WHAT THE EXERCISE ASKS:
Answer with the exact lines of the following material from the one containing "filename src/domain/wishes.rs" through the one containing "pub struct WishUpdate", both end lines included.

PROVIDED MATERIAL:
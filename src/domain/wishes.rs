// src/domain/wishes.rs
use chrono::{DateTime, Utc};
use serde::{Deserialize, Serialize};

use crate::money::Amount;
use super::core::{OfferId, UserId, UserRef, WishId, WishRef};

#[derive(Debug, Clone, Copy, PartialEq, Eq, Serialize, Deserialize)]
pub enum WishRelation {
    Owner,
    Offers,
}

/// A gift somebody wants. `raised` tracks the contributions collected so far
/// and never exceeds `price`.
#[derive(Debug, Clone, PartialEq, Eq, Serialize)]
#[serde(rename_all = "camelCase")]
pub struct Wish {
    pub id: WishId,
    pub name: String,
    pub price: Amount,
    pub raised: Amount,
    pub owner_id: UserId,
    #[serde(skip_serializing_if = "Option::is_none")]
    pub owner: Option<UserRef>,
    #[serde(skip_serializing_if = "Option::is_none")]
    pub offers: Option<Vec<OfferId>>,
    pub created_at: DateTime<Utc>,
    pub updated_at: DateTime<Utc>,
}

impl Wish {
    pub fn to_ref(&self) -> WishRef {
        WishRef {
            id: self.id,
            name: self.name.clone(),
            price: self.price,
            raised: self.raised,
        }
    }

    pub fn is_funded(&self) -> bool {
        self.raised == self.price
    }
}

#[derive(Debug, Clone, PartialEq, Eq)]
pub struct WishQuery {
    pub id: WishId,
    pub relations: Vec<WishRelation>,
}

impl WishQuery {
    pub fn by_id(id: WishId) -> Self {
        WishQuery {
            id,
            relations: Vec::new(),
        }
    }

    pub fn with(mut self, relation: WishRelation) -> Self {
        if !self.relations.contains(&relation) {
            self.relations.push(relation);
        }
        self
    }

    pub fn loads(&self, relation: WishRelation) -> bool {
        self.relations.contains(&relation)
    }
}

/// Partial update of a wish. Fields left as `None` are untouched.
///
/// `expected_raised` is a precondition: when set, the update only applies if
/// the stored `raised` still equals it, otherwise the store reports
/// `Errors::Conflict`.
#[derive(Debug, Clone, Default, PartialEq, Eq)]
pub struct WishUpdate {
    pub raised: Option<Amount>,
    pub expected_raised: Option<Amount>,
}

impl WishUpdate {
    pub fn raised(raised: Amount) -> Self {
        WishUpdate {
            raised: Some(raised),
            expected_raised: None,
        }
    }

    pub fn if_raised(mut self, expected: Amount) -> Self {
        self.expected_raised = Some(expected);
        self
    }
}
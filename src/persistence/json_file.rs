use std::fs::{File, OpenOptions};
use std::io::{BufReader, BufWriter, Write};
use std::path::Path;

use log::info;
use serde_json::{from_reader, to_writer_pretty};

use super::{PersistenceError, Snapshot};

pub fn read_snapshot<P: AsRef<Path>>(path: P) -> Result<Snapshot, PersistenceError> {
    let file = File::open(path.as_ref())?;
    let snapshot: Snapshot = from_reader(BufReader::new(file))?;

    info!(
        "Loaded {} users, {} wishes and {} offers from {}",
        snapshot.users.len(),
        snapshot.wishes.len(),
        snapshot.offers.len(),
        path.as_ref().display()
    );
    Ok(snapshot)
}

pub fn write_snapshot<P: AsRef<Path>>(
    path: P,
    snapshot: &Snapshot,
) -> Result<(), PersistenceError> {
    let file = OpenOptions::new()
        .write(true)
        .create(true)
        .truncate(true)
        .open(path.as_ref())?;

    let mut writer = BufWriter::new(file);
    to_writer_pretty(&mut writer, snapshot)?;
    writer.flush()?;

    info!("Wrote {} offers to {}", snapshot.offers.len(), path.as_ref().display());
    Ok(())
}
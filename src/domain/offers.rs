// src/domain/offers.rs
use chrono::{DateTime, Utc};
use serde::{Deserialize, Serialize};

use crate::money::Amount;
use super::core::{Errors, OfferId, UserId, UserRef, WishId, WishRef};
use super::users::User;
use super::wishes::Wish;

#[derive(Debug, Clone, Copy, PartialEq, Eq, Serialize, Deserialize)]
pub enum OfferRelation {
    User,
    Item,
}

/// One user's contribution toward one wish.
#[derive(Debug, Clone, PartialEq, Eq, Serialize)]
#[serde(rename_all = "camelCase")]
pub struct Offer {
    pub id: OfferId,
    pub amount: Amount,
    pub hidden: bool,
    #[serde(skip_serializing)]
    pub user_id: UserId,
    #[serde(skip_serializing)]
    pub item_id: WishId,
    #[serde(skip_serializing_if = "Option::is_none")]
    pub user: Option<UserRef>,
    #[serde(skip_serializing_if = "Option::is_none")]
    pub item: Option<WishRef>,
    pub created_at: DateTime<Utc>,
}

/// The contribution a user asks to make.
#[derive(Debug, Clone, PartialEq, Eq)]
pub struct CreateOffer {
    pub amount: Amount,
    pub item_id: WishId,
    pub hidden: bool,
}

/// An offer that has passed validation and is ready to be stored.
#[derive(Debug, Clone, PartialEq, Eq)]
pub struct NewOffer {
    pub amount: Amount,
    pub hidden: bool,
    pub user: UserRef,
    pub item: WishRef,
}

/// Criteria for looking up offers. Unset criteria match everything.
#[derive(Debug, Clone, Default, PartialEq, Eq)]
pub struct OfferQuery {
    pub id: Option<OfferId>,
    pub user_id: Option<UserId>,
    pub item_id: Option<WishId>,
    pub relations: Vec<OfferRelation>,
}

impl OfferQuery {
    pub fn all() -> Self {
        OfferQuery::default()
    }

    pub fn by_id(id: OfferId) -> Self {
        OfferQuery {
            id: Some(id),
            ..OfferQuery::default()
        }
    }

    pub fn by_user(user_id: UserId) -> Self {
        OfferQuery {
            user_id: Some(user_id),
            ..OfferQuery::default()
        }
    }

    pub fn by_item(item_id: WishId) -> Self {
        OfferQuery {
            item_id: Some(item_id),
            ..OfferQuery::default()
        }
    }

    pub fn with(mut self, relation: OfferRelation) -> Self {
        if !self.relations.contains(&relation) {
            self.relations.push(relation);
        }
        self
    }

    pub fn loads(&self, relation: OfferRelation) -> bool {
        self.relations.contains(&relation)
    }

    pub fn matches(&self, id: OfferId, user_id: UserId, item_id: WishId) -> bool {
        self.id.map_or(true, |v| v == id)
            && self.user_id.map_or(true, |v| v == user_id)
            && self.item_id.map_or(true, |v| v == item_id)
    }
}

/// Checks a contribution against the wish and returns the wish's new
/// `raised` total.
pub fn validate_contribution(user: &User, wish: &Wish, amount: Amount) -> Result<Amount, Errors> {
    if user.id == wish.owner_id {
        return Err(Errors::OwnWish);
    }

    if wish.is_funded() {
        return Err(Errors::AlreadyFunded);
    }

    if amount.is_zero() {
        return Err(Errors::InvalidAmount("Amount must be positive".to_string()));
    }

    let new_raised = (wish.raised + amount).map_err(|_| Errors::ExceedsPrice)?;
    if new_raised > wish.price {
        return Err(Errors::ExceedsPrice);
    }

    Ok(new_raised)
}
==
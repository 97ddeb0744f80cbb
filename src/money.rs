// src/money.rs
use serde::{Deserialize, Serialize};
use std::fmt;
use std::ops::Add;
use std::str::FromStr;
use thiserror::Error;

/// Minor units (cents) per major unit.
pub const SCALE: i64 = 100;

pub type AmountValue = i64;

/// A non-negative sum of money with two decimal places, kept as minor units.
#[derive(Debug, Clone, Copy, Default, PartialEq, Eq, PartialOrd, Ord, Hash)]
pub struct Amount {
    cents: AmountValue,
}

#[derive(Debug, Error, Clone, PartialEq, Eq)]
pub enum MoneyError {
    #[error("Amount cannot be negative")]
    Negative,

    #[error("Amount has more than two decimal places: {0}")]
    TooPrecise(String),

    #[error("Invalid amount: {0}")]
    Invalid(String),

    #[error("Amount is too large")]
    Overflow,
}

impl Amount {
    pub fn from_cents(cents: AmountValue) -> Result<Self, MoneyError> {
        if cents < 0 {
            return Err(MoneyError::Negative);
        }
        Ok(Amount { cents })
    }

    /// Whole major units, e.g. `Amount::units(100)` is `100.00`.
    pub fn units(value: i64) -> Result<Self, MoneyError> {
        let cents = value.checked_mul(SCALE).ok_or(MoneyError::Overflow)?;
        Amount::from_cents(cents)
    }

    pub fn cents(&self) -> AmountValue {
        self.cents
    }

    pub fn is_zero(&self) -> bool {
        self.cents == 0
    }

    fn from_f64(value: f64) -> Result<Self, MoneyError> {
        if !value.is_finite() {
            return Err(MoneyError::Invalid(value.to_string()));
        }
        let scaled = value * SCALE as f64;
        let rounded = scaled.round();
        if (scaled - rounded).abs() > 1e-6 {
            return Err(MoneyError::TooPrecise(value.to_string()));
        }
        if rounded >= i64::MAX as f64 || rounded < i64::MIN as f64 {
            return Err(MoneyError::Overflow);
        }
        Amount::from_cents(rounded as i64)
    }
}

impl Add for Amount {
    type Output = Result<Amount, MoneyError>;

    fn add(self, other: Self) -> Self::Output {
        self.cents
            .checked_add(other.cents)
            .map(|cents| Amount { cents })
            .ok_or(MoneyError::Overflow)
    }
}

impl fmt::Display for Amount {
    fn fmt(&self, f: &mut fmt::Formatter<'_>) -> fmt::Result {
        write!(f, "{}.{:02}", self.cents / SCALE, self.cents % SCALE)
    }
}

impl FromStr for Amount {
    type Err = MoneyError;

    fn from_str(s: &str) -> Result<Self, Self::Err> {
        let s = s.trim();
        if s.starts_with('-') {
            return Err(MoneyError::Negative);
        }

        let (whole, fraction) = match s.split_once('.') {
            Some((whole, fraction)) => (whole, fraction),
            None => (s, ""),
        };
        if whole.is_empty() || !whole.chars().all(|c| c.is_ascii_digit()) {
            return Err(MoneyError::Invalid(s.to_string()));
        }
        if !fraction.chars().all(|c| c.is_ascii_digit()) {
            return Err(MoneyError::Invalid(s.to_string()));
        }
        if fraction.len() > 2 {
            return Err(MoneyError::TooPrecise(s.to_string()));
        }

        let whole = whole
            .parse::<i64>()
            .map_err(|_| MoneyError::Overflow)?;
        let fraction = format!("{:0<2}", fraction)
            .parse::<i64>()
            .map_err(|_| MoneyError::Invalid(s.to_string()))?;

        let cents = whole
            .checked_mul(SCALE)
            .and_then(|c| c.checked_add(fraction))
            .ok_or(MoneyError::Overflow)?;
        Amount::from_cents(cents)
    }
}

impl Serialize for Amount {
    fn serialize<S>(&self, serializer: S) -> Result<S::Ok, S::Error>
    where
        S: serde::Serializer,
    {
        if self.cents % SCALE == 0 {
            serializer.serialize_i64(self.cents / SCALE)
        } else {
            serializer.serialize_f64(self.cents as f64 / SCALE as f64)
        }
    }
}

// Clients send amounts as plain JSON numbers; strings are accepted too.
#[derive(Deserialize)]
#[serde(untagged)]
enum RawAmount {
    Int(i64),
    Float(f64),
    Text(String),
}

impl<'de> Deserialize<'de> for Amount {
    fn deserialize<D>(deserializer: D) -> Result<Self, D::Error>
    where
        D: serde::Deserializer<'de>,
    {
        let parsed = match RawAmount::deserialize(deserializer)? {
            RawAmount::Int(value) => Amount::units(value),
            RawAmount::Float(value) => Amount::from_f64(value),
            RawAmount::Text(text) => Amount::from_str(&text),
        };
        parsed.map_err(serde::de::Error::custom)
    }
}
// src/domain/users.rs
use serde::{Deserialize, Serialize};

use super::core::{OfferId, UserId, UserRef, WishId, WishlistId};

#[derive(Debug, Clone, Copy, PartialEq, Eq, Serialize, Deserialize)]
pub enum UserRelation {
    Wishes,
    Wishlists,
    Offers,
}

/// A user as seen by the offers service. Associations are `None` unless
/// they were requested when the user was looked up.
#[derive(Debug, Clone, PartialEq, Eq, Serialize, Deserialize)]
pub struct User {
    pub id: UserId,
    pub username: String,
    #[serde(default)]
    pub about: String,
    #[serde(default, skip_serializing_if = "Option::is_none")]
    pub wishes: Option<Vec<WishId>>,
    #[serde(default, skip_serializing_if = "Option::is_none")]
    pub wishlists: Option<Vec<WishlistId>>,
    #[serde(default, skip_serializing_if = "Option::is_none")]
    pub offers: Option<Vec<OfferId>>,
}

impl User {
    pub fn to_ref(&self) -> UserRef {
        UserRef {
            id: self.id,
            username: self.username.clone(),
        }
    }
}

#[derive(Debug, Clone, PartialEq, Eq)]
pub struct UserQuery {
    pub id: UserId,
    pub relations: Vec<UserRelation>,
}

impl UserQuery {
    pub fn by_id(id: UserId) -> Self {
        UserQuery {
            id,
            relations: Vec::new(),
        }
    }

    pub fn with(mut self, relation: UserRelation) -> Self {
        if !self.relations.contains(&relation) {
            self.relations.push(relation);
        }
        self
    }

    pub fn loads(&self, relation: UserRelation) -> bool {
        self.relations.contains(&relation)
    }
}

PROBLEM SOLUTION:
filename src/domain/wishes.rs
// src/domain/wishes.rs
use chrono::{DateTime, Utc};
use serde::{Deserialize, Serialize};

use crate::money::Amount;
use super::core::{OfferId, UserId, UserRef, WishId, WishRef};

#[derive(Debug, Clone, Copy, PartialEq, Eq, Serialize, Deserialize)]
pub enum WishRelation {
    Owner,
    Offers,
}

/// A gift somebody wants. `raised` tracks the contributions collected so far
/// and never exceeds `price`.
#[derive(Debug, Clone, PartialEq, Eq, Serialize)]
#[serde(rename_all = "camelCase")]
pub struct Wish {
    pub id: WishId,
    pub name: String,
    pub price: Amount,
    pub raised: Amount,
    pub owner_id: UserId,
    #[serde(skip_serializing_if = "Option::is_none")]
    pub owner: Option<UserRef>,
    #[serde(skip_serializing_if = "Option::is_none")]
    pub offers: Option<Vec<OfferId>>,
    pub created_at: DateTime<Utc>,
    pub updated_at: DateTime<Utc>,
}

impl Wish {
    pub fn to_ref(&self) -> WishRef {
        WishRef {
            id: self.id,
            name: self.name.clone(),
            price: self.price,
            raised: self.raised,
        }
    }

    pub fn is_funded(&self) -> bool {
        self.raised == self.price
    }
}

#[derive(Debug, Clone, PartialEq, Eq)]
pub struct WishQuery {
    pub id: WishId,
    pub relations: Vec<WishRelation>,
}

impl WishQuery {
    pub fn by_id(id: WishId) -> Self {
        WishQuery {
            id,
            relations: Vec::new(),
        }
    }

    pub fn with(mut self, relation: WishRelation) -> Self {
        if !self.relations.contains(&relation) {
            self.relations.push(relation);
        }
        self
    }

    pub fn loads(&self, relation: WishRelation) -> bool {
        self.relations.contains(&relation)
    }
}

/// Partial update of a wish. Fields left as `None` are untouched.
///
/// `expected_raised` is a precondition: when set, the update only applies if
/// the stored `raised` still equals it, otherwise the store reports
/// `Errors::Conflict`.
#[derive(Debug, Clone, Default, PartialEq, Eq)]
pub struct WishUpdate {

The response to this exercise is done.